(Items from a data source)
###
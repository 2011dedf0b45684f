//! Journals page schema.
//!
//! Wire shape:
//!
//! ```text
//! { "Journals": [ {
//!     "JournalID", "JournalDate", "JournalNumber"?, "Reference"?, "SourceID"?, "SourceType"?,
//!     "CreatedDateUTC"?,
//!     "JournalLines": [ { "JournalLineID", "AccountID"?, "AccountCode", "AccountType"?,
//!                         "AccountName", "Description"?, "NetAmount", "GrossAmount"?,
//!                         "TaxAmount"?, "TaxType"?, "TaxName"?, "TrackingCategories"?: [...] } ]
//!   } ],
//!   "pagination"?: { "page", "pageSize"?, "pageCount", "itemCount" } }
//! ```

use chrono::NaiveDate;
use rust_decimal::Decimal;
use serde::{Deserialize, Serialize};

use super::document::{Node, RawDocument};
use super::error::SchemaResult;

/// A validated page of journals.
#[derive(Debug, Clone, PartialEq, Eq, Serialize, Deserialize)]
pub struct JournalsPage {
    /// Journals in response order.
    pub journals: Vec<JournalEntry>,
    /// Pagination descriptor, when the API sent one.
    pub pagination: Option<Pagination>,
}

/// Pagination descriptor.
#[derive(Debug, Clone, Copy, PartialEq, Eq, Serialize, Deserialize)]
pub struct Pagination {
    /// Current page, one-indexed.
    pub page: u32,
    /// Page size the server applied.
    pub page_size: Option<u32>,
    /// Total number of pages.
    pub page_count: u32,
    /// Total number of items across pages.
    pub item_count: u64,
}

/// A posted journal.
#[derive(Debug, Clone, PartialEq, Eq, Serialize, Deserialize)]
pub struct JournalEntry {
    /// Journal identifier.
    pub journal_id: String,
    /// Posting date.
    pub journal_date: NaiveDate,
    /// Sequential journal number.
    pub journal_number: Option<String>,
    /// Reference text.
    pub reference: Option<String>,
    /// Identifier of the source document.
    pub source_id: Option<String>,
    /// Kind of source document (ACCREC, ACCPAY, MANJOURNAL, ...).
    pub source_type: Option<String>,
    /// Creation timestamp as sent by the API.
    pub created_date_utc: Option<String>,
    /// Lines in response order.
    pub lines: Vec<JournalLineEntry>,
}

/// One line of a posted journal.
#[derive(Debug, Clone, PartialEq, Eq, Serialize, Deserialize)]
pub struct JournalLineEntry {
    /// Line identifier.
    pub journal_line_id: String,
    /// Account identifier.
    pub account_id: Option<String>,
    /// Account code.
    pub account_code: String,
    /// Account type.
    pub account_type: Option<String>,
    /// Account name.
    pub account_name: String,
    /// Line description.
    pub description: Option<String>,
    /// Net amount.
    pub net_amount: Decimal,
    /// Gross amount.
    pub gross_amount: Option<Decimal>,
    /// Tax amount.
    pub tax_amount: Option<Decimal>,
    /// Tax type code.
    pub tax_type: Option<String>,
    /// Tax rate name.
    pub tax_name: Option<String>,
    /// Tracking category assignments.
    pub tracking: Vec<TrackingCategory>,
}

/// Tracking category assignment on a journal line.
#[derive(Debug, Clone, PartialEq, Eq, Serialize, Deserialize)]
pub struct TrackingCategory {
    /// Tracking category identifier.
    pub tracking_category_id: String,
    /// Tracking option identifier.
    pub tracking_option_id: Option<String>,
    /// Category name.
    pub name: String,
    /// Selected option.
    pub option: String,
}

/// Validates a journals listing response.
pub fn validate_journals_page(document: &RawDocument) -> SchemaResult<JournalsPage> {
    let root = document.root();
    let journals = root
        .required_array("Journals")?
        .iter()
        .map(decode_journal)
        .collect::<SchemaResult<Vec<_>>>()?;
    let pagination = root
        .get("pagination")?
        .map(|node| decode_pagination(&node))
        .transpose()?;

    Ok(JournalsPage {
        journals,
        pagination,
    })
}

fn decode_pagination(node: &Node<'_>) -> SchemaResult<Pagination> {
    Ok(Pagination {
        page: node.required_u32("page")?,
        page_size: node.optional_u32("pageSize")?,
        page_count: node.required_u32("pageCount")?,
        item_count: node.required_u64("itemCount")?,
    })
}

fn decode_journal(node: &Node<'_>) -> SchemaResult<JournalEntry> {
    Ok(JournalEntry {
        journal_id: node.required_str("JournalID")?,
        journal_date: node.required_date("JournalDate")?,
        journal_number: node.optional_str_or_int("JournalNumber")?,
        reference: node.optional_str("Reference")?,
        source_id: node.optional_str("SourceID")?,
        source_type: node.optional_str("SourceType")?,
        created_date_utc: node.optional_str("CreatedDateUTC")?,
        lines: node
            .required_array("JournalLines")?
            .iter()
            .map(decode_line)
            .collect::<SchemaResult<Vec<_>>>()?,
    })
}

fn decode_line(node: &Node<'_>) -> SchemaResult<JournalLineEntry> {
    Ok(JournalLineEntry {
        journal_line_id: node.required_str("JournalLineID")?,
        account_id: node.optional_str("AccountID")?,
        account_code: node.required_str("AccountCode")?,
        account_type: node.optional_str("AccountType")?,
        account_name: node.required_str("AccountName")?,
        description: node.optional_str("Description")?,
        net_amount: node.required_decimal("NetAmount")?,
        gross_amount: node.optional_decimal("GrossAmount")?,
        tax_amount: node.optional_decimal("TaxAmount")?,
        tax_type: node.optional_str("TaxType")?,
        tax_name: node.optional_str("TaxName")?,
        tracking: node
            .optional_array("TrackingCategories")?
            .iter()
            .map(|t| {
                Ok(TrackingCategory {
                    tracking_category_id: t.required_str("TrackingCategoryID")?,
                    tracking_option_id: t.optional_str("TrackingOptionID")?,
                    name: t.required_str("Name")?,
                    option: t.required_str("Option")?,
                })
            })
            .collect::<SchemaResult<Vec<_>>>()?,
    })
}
###
Exercise description: Taking the records above as input, show every line in which the word "root" is present.

Reply to the exercise:
    let root = document.root();
    let journals = root
    let pagination = root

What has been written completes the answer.